▶ **PROVIDED RECORDS**:
pub mod aggregate;
pub mod cache_prune;
pub mod classify;
pub mod providers;
pub mod verify;

use anyhow::{Context, Result};
use serde::Serialize;
use std::fs;
use std::path::Path;

#[derive(Debug, Clone, Serialize)]
pub struct CommandReport {
    pub command: String,
    pub ok: bool,
    pub details: Vec<String>,
    pub issues: Vec<String>,
    /// Document written to stdout when no output file was requested.
    #[serde(skip)]
    pub output: Option<String>,
}

impl CommandReport {
    pub fn new(command: impl Into<String>) -> Self {
        Self {
            command: command.into(),
            ok: true,
            details: Vec::new(),
            issues: Vec::new(),
            output: None,
        }
    }

    pub fn detail(&mut self, text: impl Into<String>) {
        self.details.push(text.into());
    }

    pub fn issue(&mut self, text: impl Into<String>) {
        self.ok = false;
        self.issues.push(text.into());
    }

    pub fn merge(&mut self, mut other: CommandReport) {
        self.ok &= other.ok;
        self.details.append(&mut other.details);
        self.issues.append(&mut other.issues);
    }
}

/// Write `value` as pretty JSON to `out`, or stage it on the report for
/// stdout when no path is given.
pub fn emit_json<T: Serialize>(
    report: &mut CommandReport,
    value: &T,
    out: Option<&Path>,
) -> Result<()> {
    let rendered = serde_json::to_string_pretty(value)?;
    match out {
        Some(path) => {
            if let Some(parent) = path.parent()
                && !parent.as_os_str().is_empty()
            {
                fs::create_dir_all(parent)
                    .with_context(|| format!("failed to create {}", parent.display()))?;
            }
            fs::write(path, format!("{rendered}\n"))
                .with_context(|| format!("failed to write {}", path.display()))?;
            report.detail(format!("output={}", path.display()));
        }
        None => report.output = Some(rendered),
    }
    Ok(())
}

pub fn read_json_file<T: serde::de::DeserializeOwned>(path: &Path) -> Result<T> {
    let raw =
        fs::read_to_string(path).with_context(|| format!("failed to read {}", path.display()))?;
    serde_json::from_str(&raw).with_context(|| format!("failed to parse {}", path.display()))
}

#[cfg(test)]
mod tests {
    use super::*;

    #[test]
    fn issues_flip_ok_and_merge_combines() {
        let mut report = CommandReport::new("verify");
        report.detail("config: ok");
        let mut other = CommandReport::new("providers");
        other.issue("missing key");
        report.merge(other);
        assert!(!report.ok);
        assert_eq!(report.details, vec!["config: ok".to_string()]);
        assert_eq!(report.issues, vec!["missing key".to_string()]);
    }

    #[test]
    fn emit_json_writes_file_or_stages_stdout() {
        let tmp = tempfile::tempdir().expect("tempdir");
        let mut report = CommandReport::new("aggregate");
        emit_json(&mut report, &vec![1, 2], None).expect("stage");
        assert!(report.output.as_deref().is_some_and(|o| o.contains('1')));

        let path = tmp.path().join("nested").join("out.json");
        let mut report = CommandReport::new("aggregate");
        emit_json(&mut report, &vec![1, 2], Some(&path)).expect("write");
        assert!(report.output.is_none());
        let back: Vec<u32> = read_json_file(&path).expect("read back");
        assert_eq!(back, vec![1, 2]);
    }
}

▶ **TASK**:
Search the entries for the word "back", then copy every line in which it is found.

▶ **EXERCISE ANSWER**:
        let back: Vec<u32> = read_json_file(&path).expect("read back");
        assert_eq!(back, vec![1, 2]);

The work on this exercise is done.